The 1913 Binghamton factory fire occurred on July 22, 1913, on the premises of the Binghamton Clothing Company, in Binghamton, New York. It destroyed the Wall Street building in less than 20 minutes, killing 31 of the more than 100 people inside. Though not as deadly as the Triangle Shirtwaist Factory fire in 1911, it put even more pressure on New York officials to strengthen life safety codes, increase funding for more inspectors, and increase penalties for violations.

==Fire==
The Binghamton Clothing Company was located in a former cigar factory on Wall Street, and produced men's overalls. The employees, mostly young women, were hard at work in the four-story building on that Tuesday afternoon. The exact number of workers is uncertain; early reports claimed as many as 150 were working, but after a few days the number settled between 110 and 125. Almost all the doors and windows were open due to the July heat, and a strong wind was blowing. Even so, the building was unusually hot. One of the employees noticed it at about 1 pm, and claimed she smelled smoke an hour later.

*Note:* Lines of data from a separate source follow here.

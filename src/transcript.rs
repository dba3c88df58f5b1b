//! Binary record of advised deals, for replaying and analysing runs offline.

use std::fs;
use std::path::Path;

use serde::{Deserialize, Serialize};

use crate::action::Directive;
use crate::error::TranscriptError;
use crate::state::{DrawMode, Snapshot};

/// One advisory call: what was observed and what was recommended.
#[derive(Clone, Debug, Serialize, Deserialize, PartialEq, Eq)]
pub struct Turn {
    pub snapshot: Snapshot,
    pub directive: Directive,
}

#[derive(Clone, Debug, Serialize, Deserialize, PartialEq, Eq)]
pub struct DealRecord {
    pub draw_mode: DrawMode,
    pub turns: Vec<Turn>,
    pub won: bool,
}

impl DealRecord {
    pub fn new(draw_mode: DrawMode) -> Self {
        Self {
            draw_mode,
            turns: Vec::new(),
            won: false,
        }
    }
}

#[derive(Clone, Debug, Default, Serialize, Deserialize, PartialEq, Eq)]
pub struct Transcript {
    pub seed: u64,
    pub deals: Vec<DealRecord>,
}

impl Transcript {
    pub fn new(seed: u64) -> Self {
        Self {
            seed,
            deals: Vec::new(),
        }
    }

    pub fn encode(&self) -> Result<Vec<u8>, TranscriptError> {
        Ok(bincode::serde::encode_to_vec(
            self,
            bincode::config::standard(),
        )?)
    }

    pub fn decode(bytes: &[u8]) -> Result<Self, TranscriptError> {
        let (transcript, _) =
            bincode::serde::decode_from_slice(bytes, bincode::config::standard())?;
        Ok(transcript)
    }

    pub fn save(&self, path: &Path) -> Result<(), TranscriptError> {
        fs::write(path, self.encode()?)?;
        Ok(())
    }

    pub fn load(path: &Path) -> Result<Self, TranscriptError> {
        Self::decode(&fs::read(path)?)
    }
}
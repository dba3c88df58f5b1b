use std::fmt;
use std::str::FromStr;

use serde::{Deserialize, Serialize};

use crate::card::COLUMN_COUNT;
use crate::error::ParseDirectiveError;

/// Move recommendation handed to the consumer.
///
/// Notes are human-readable annotations rendered in parentheses; they never
/// carry control meaning and are dropped when parsing.
#[derive(Clone, Debug, Eq, PartialEq, Hash, Serialize, Deserialize)]
pub enum Directive {
    /// Advance the reserve.
    Cycle { note: Option<String> },
    /// Reserve top to its foundation.
    StockToFoundation,
    /// Accessible card of a column to its foundation.
    BoardToFoundation { column: usize },
    /// Reserve top onto a column.
    StockToBoard { column: usize, note: Option<String> },
    /// Relocate the run starting `offset` cards into the source's face-up run.
    Move {
        from: usize,
        to: usize,
        offset: usize,
    },
    /// Deal finished or stalled; start a new deal and rebind.
    Reset { note: Option<String> },
}

impl Directive {
    pub fn cycle() -> Self {
        Directive::Cycle { note: None }
    }

    pub fn cycle_with(note: impl Into<String>) -> Self {
        Directive::Cycle {
            note: Some(note.into()),
        }
    }

    pub fn reset() -> Self {
        Directive::Reset { note: None }
    }

    pub fn reset_with(note: impl Into<String>) -> Self {
        Directive::Reset {
            note: Some(note.into()),
        }
    }

    pub fn stock_to_board(column: usize) -> Self {
        Directive::StockToBoard { column, note: None }
    }

    pub fn move_run(from: usize, to: usize) -> Self {
        Directive::Move {
            from,
            to,
            offset: 0,
        }
    }

    pub fn verb(&self) -> &'static str {
        match self {
            Directive::Cycle { .. } => "cycle",
            Directive::StockToFoundation => "stf",
            Directive::BoardToFoundation { .. } => "btf",
            Directive::StockToBoard { .. } => "stb",
            Directive::Move { .. } => "move",
            Directive::Reset { .. } => "reset",
        }
    }

    pub fn is_cycle(&self) -> bool {
        matches!(self, Directive::Cycle { .. })
    }

    pub fn is_reset(&self) -> bool {
        matches!(self, Directive::Reset { .. })
    }

    pub fn note(&self) -> Option<&str> {
        match self {
            Directive::Cycle { note }
            | Directive::StockToBoard { note, .. }
            | Directive::Reset { note } => note.as_deref(),
            _ => None,
        }
    }

    /// Same directive with the annotation stripped.
    pub fn without_note(&self) -> Self {
        match self {
            Directive::Cycle { .. } => Directive::cycle(),
            Directive::StockToBoard { column, .. } => Directive::stock_to_board(*column),
            Directive::Reset { .. } => Directive::reset(),
            other => other.clone(),
        }
    }
}

impl fmt::Display for Directive {
    fn fmt(&self, f: &mut fmt::Formatter<'_>) -> fmt::Result {
        match self {
            Directive::Cycle { .. } | Directive::StockToFoundation | Directive::Reset { .. } => {
                write!(f, "{}", self.verb())?
            }
            Directive::BoardToFoundation { column } => write!(f, "btf {column}")?,
            Directive::StockToBoard { column, .. } => write!(f, "stb {column}")?,
            Directive::Move { from, to, offset } => {
                write!(f, "move {from} {to}")?;
                if *offset > 0 {
                    write!(f, " {offset}")?;
                }
            }
        }
        if let Some(note) = self.note() {
            write!(f, " ({note})")?;
        }
        Ok(())
    }
}

impl FromStr for Directive {
    type Err = ParseDirectiveError;

    fn from_str(input: &str) -> Result<Self, Self::Err> {
        let command = input.split_once('(').map_or(input, |(head, _)| head);
        let mut parts = command.split_whitespace();
        let verb = parts
            .next()
            .ok_or(ParseDirectiveError::Empty)?
            .to_ascii_lowercase();
        match verb.as_str() {
            "cycle" => Ok(Directive::cycle()),
            "stf" => Ok(Directive::StockToFoundation),
            "reset" => Ok(Directive::reset()),
            "btf" => {
                let column = parse_column(parts.next(), "btf", "<column>")?;
                Ok(Directive::BoardToFoundation { column })
            }
            "stb" => {
                let column = parse_column(parts.next(), "stb", "<column>")?;
                Ok(Directive::stock_to_board(column))
            }
            "move" => {
                let from = parse_column(parts.next(), "move", "<start> <end> [offset]")?;
                let to = parse_column(parts.next(), "move", "<start> <end> [offset]")?;
                let offset = match parts.next() {
                    Some(text) => parse_number(text)?,
                    None => 0,
                };
                Ok(Directive::Move { from, to, offset })
            }
            other => Err(ParseDirectiveError::UnknownVerb(other.to_string())),
        }
    }
}

fn parse_number(text: &str) -> Result<usize, ParseDirectiveError> {
    text.parse::<usize>()
        .map_err(|_| ParseDirectiveError::InvalidNumber(text.to_string()))
}

fn parse_column(
    text: Option<&str>,
    verb: &'static str,
    expected: &'static str,
) -> Result<usize, ParseDirectiveError> {
    let text = text.ok_or(ParseDirectiveError::MissingArgument { verb, expected })?;
    let column = parse_number(text)?;
    if column >= COLUMN_COUNT {
        return Err(ParseDirectiveError::ColumnRange(column));
    }
    Ok(column)
}

#[cfg(test)]
mod tests {
    use super::*;

    #[test]
    fn renders_grammar_with_optional_notes() {
        assert_eq!(Directive::cycle().to_string(), "cycle");
        assert_eq!(
            Directive::cycle_with("searching for 6H/6D").to_string(),
            "cycle (searching for 6H/6D)"
        );
        assert_eq!(Directive::BoardToFoundation { column: 3 }.to_string(), "btf 3");
        assert_eq!(Directive::move_run(1, 4).to_string(), "move 1 4");
        assert_eq!(
            Directive::Move { from: 6, to: 0, offset: 2 }.to_string(),
            "move 6 0 2"
        );
    }

    #[test]
    fn parsing_ignores_annotations() {
        let parsed: Directive = "stb 2 (frees 5H from column 4)".parse().unwrap();
        assert_eq!(parsed, Directive::stock_to_board(2));
        let parsed: Directive = "cycle (learning the reserve)".parse().unwrap();
        assert_eq!(parsed, Directive::cycle());
        let parsed: Directive = "MOVE 5 1 3".parse().unwrap();
        assert_eq!(parsed, Directive::Move { from: 5, to: 1, offset: 3 });
    }

    #[test]
    fn rejects_bad_columns_and_verbs() {
        assert_eq!(
            "btf 7".parse::<Directive>(),
            Err(ParseDirectiveError::ColumnRange(7))
        );
        assert!(matches!(
            "move 1".parse::<Directive>(),
            Err(ParseDirectiveError::MissingArgument { verb: "move", .. })
        ));
        assert!(matches!(
            "ftb 0 1".parse::<Directive>(),
            Err(ParseDirectiveError::UnknownVerb(_))
        ));
        assert_eq!("   ".parse::<Directive>(), Err(ParseDirectiveError::Empty));
    }
}
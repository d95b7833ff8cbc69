//! Blocking socket surface used by the shaper and the HTTP client.
//!
//! `NetStream` is the thin seam over the raw socket primitives: plain
//! TCP is provided here, TLS stays outside the crate and is plugged in
//! through [`Connector`]. The shaper needs two probes beyond plain
//! read/write: how many bytes the kernel already buffered for us, and
//! whether the socket would accept a write right now.

use crate::settings;
use std::io::{self, Read, Write};
use std::net::TcpStream;
use std::sync::{Arc, RwLock};

pub trait NetStream: Read + Write + Send {
    /// Whether this stream runs over TLS.
    fn is_ssl(&self) -> bool;

    /// Bytes already queued in the kernel receive buffer.
    fn pending_bytes(&self) -> io::Result<usize>;

    /// Whether a write would be accepted without blocking.
    fn writable(&self) -> io::Result<bool>;

    fn set_recv_buffer(&self, bytes: usize) -> io::Result<()>;

    fn set_send_buffer(&self, bytes: usize) -> io::Result<()>;
}

/// Factory for outbound streams; the embedding client installs one that
/// understands TLS, everything else defaults to [`PlainConnector`].
pub trait Connector: Send + Sync {
    fn connect(&self, host: &str, port: u16, ssl: bool) -> io::Result<Box<dyn NetStream>>;
}

impl std::fmt::Debug for dyn NetStream {
    fn fmt(&self, f: &mut std::fmt::Formatter<'_>) -> std::fmt::Result {
        f.debug_struct("NetStream").field("is_ssl", &self.is_ssl()).finish()
    }
}

pub struct TcpNetStream {
    inner: TcpStream,
}

impl TcpNetStream {
    pub fn connect(host: &str, port: u16) -> io::Result<TcpNetStream> {
        // A "host:port" mirror entry overrides the default port.
        let addr = if host.contains(':') {
            host.to_string()
        } else {
            format!("{}:{}", host, port)
        };
        let inner = TcpStream::connect(addr)?;
        Ok(TcpNetStream { inner })
    }
}

impl Read for TcpNetStream {
    fn read(&mut self, buf: &mut [u8]) -> io::Result<usize> {
        self.inner.read(buf)
    }
}

impl Write for TcpNetStream {
    fn write(&mut self, buf: &[u8]) -> io::Result<usize> {
        self.inner.write(buf)
    }

    fn flush(&mut self) -> io::Result<()> {
        self.inner.flush()
    }
}

impl NetStream for TcpNetStream {
    fn is_ssl(&self) -> bool {
        false
    }

    #[cfg(unix)]
    fn pending_bytes(&self) -> io::Result<usize> {
        use std::os::fd::AsRawFd;
        let mut available: libc::c_int = 0;
        let rc = unsafe {
            libc::ioctl(self.inner.as_raw_fd(), libc::FIONREAD as _, &mut available)
        };
        if rc < 0 {
            return Err(io::Error::last_os_error());
        }
        Ok(available.max(0) as usize)
    }

    #[cfg(not(unix))]
    fn pending_bytes(&self) -> io::Result<usize> {
        Ok(0)
    }

    #[cfg(unix)]
    fn writable(&self) -> io::Result<bool> {
        use std::os::fd::AsRawFd;
        let mut pfd = libc::pollfd {
            fd: self.inner.as_raw_fd(),
            events: libc::POLLOUT,
            revents: 0,
        };
        let rc = unsafe { libc::poll(&mut pfd, 1, 0) };
        if rc < 0 {
            return Err(io::Error::last_os_error());
        }
        Ok(rc > 0 && pfd.revents & libc::POLLOUT != 0)
    }

    #[cfg(not(unix))]
    fn writable(&self) -> io::Result<bool> {
        Ok(true)
    }

    fn set_recv_buffer(&self, bytes: usize) -> io::Result<()> {
        socket2::SockRef::from(&self.inner).set_recv_buffer_size(bytes)
    }

    fn set_send_buffer(&self, bytes: usize) -> io::Result<()> {
        socket2::SockRef::from(&self.inner).set_send_buffer_size(bytes)
    }
}

pub struct PlainConnector;

impl Connector for PlainConnector {
    fn connect(&self, host: &str, port: u16, ssl: bool) -> io::Result<Box<dyn NetStream>> {
        if ssl {
            return Err(io::Error::new(
                io::ErrorKind::Unsupported,
                "no TLS connector installed",
            ));
        }
        Ok(Box::new(TcpNetStream::connect(host, port)?))
    }
}

static CONNECTOR: RwLock<Option<Arc<dyn Connector>>> = RwLock::new(None);

/// Install the process-wide stream factory (e.g. one that does TLS).
pub fn set_connector(connector: Arc<dyn Connector>) {
    *CONNECTOR.write().unwrap_or_else(|e| e.into_inner()) = Some(connector);
}

pub fn connect_stream(host: &str, port: u16, ssl: bool) -> io::Result<Box<dyn NetStream>> {
    let installed = CONNECTOR
        .read()
        .unwrap_or_else(|e| e.into_inner())
        .clone();
    match installed {
        Some(connector) => connector.connect(host, port, ssl),
        None => PlainConnector.connect(host, port, ssl),
    }
}

/// Connect a stream meant for downloading and size its receive buffer
/// after the configured download cap, so the kernel cannot buffer far
/// ahead of what the shaper will admit.
pub fn connect_download(host: &str, port: u16, ssl: bool) -> io::Result<Box<dyn NetStream>> {
    let sock = connect_stream(host, port, ssl)?;
    let cap = settings::max_download_speed();
    if cap != -1 && cap < settings::MAX_SPEED_RECV_BUFFER {
        let bytes = if cap == 0 {
            settings::RECV_BUFFER_SHAPED
        } else {
            cap as usize
        };
        if let Err(e) = sock.set_recv_buffer(bytes) {
            tracing::debug!("cannot size receive buffer to {}: {}", bytes, e);
        }
    }
    Ok(sock)
}

/// Restore the default send buffer on a socket the upload shaper shrank.
pub fn set_default_send_buffer(sock: &dyn NetStream) -> io::Result<()> {
    sock.set_send_buffer(settings::DEFAULT_SEND_BUFFER)
}

#[cfg(test)]
mod tests {
    use super::*;
    use std::net::TcpListener;

    #[test]
    fn tcp_stream_probes_work() {
        let listener = TcpListener::bind("127.0.0.1:0").unwrap();
        let addr = listener.local_addr().unwrap();
        let handle = std::thread::spawn(move || {
            let (mut peer, _) = listener.accept().unwrap();
            peer.write_all(b"ping").unwrap();
            peer.flush().unwrap();
            // Hold the socket open until the client is done probing.
            let mut sink = [0u8; 4];
            let _ = peer.read(&mut sink);
        });

        let stream = TcpNetStream::connect("127.0.0.1", addr.port()).unwrap();
        assert!(!stream.is_ssl());
        assert!(stream.writable().unwrap());
        stream.set_recv_buffer(64 * 1024).unwrap();
        stream.set_send_buffer(64 * 1024).unwrap();

        // Wait for the kernel to buffer the greeting, then probe it.
        let mut seen = 0;
        for _ in 0..50 {
            seen = stream.pending_bytes().unwrap();
            if seen > 0 {
                break;
            }
            std::thread::sleep(std::time::Duration::from_millis(10));
        }
        assert!(seen > 0);

        let mut stream = stream;
        let mut buf = [0u8; 4];
        stream.read_exact(&mut buf).unwrap();
        assert_eq!(&buf, b"ping");
        stream.write_all(b"done").unwrap();
        handle.join().unwrap();
    }

    #[test]
    fn plain_connector_refuses_tls() {
        let err = PlainConnector.connect("localhost", 443, true).unwrap_err();
        assert_eq!(err.kind(), io::ErrorKind::Unsupported);
    }

    #[test]
    fn host_with_port_overrides_default() {
        let listener = TcpListener::bind("127.0.0.1:0").unwrap();
        let addr = listener.local_addr().unwrap();
        let host = format!("127.0.0.1:{}", addr.port());
        // Default port 1 would fail; the embedded port must win.
        let stream = TcpNetStream::connect(&host, 1);
        assert!(stream.is_ok());
    }
}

The fire likely began after lunch when an employee carelessly tossed a cigarette down into the second floor stairwell, where it landed on a pile of highly flammable plush material on the first floor. The high wind and the great ventilation provided by the open windows and doors combined to start a conflagration. The stairways quickly became chimneys for the smoke and flames, leading to the greatest loss of life on the third and fourth floors.

A fire alarm sounded at about 2:30 but many workers, lightly clothed due to the summer heat, initially refused to take the fire alarm seriously, believing it to be just another of the frequent fire drills. Unlike the serial rings of the fire drill gong, the actual alarm was sounding continuously, which may have confused some workers.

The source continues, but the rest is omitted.